Par un pourvoi, enregistré le 28 janvier 2022 au secrétariat du contentieux du Conseil d’Etat, le ministre de l’intérieur demande au Conseil d’Etat :
1°) d’annuler ce jugement ;
2°) réglant l’affaire au fond, de rejeter les conclusions présentées par M. A devant le tribunal administratif de Grenoble.
Vu les autres pièces du dossier ;
Vu :
— le code pénal ;
— le code de la route ;
— le code de justice administrative ;
Après avoir entendu en séance publique :
— le rapport de M. Jean-Dominique Langlais, conseiller d’Etat,
— les conclusions de M. Florian Roussel, rapporteur public.
La parole ayant été donnée, après les conclusions, à la SCP Fabiani, Luc-Thaler, Pinatel, avocat de M. A.
Considérant ce qui suit :
1. Il ressort des pièces du dossier soumis au juge du fond que M. A a demandé au tribunal administratif de Grenoble d’annuler la décision référencée « 48SI » du 17 janvier 2020 par laquelle le ministre de l’intérieur a constaté l’invalidité de son permis de conduire pour solde de points nul, ainsi que la décision par laquelle il a refusé de lui attribuer des points à la suite du stage de sensibilisation à la sécurité routière qu’il a suivi les 5 et 6 février 2020, et d’enjoindre à ce ministre de lui restituer quatre points retirés de son permis à la suite d’infractions relevées à son encontre le 8 mars 2019 et de lui attribuer quatre points à la suite de son stage de sensibilisation à la sécurité routière. Le ministre de l’intérieur se pourvoit en cassation contre le jugement du 29 novembre 2021 de la magistrate désignée par le président du tribunal administratif. Son pourvoi doit être regardé comme tendant à l’annulation de ce jugement en tant qu’il a annulé la décision du 17 janvier 2020, lui a enjoint de rétablir six points au capital de points du permis de conduire de M. A et mis à sa charge 750 euros au titre de l’article L 761-1 du code de justice administrative.

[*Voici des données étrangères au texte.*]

// Live MIDI input events.
//
// Only the fields session scoring looks at are kept: what kind of message it
// was, its channel, and the key/velocity pair for note messages. A note-on
// with velocity 0 is the running-status idiom for note-off and is reported as
// `NoteOff`. Everything else (controllers, system messages) becomes `Other`
// with pitch and velocity zeroed.

use midly::MidiMessage;
use midly::live::LiveEvent;
use serde::{Deserialize, Serialize};

use crate::error::SessionError;

#[derive(Debug, Clone, Copy, PartialEq, Eq, Serialize, Deserialize)]
#[serde(rename_all = "snake_case")]
pub enum MidiInstruction {
    NoteOn,
    NoteOff,
    Other,
}

/// One timestamped MIDI event.
#[derive(Debug, Clone, Copy, PartialEq, Eq, Serialize, Deserialize)]
pub struct MidiEvent {
    pub instruction: MidiInstruction,
    pub channel: u8,
    pub pitch: u8,
    pub velocity: u8,
    /// Arrival time in milliseconds on the host's clock.
    pub time_ms: u64,
}

impl MidiEvent {
    /// A channel-0 note-on.
    pub fn note_on(pitch: u8, velocity: u8, time_ms: u64) -> Self {
        MidiEvent {
            instruction: MidiInstruction::NoteOn,
            channel: 0,
            pitch,
            velocity,
            time_ms,
        }
    }

    /// Decode one complete raw MIDI message.
    pub fn from_bytes(bytes: &[u8], time_ms: u64) -> Result<Self, SessionError> {
        let event = match LiveEvent::parse(bytes)? {
            LiveEvent::Midi { channel, message } => {
                let (instruction, pitch, velocity) = match message {
                    MidiMessage::NoteOn { key, vel } if vel.as_int() == 0 => {
                        (MidiInstruction::NoteOff, key.as_int(), 0)
                    }
                    MidiMessage::NoteOn { key, vel } => {
                        (MidiInstruction::NoteOn, key.as_int(), vel.as_int())
                    }
                    MidiMessage::NoteOff { key, vel } => {
                        (MidiInstruction::NoteOff, key.as_int(), vel.as_int())
                    }
                    _ => (MidiInstruction::Other, 0, 0),
                };
                MidiEvent {
                    instruction,
                    channel: channel.as_int(),
                    pitch,
                    velocity,
                    time_ms,
                }
            }
            _ => MidiEvent {
                instruction: MidiInstruction::Other,
                channel: 0,
                pitch: 0,
                velocity: 0,
                time_ms,
            },
        };
        Ok(event)
    }
}

#[cfg(test)]
mod tests {
    use super::*;

    #[test]
    fn decodes_note_on() {
        let event = MidiEvent::from_bytes(&[0x91, 60, 100], 250).unwrap();
        assert_eq!(event.instruction, MidiInstruction::NoteOn);
        assert_eq!(event.channel, 1);
        assert_eq!(event.pitch, 60);
        assert_eq!(event.velocity, 100);
        assert_eq!(event.time_ms, 250);
    }

    #[test]
    fn zero_velocity_note_on_is_note_off() {
        let event = MidiEvent::from_bytes(&[0x90, 64, 0], 0).unwrap();
        assert_eq!(event.instruction, MidiInstruction::NoteOff);
        assert_eq!(event.pitch, 64);
    }

    #[test]
    fn decodes_note_off() {
        let event = MidiEvent::from_bytes(&[0x8F, 67, 40], 0).unwrap();
        assert_eq!(event.instruction, MidiInstruction::NoteOff);
        assert_eq!(event.channel, 15);
        assert_eq!(event.pitch, 67);
        assert_eq!(event.velocity, 40);
    }

    #[test]
    fn non_note_messages_are_other() {
        let cc = MidiEvent::from_bytes(&[0xB0, 7, 100], 0).unwrap();
        assert_eq!(cc.instruction, MidiInstruction::Other);
        assert_eq!(cc.pitch, 0);

        let clock = MidiEvent::from_bytes(&[0xF8], 0).unwrap();
        assert_eq!(clock.instruction, MidiInstruction::Other);
    }

    #[test]
    fn truncated_bytes_are_an_error() {
        assert!(MidiEvent::from_bytes(&[], 0).is_err());
        assert!(MidiEvent::from_bytes(&[0x90], 0).is_err());
    }
}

2. En premier lieu, il résulte des dispositions des articles L. 223-1 et L. 223-8 du code de la route que le permis de conduire est affecté d’un nombre maximal de points qui a été fixé à douze par l’article R. 223-1 de ce code. Aux termes des dispositions de l’article L. 223-2 : « I. Pour les délits, le retrait de points est égal à la moitié du nombre maximal de points. / II. – Pour les contraventions, le retrait de points est, au plus, égal à la moitié du nombre maximal de points. / III. – Dans le cas où plusieurs infractions entraînant retrait de points sont commises simultanément, les retraits de points se cumulent dans la limite des deux tiers du nombre maximal de points ». Aux termes des dispositions de l’article R. 223-2 : « Dans le cas où plusieurs infractions entraînant retrait de points sont commises simultanément, les retraits de points se cumulent dans la limite de huit points ».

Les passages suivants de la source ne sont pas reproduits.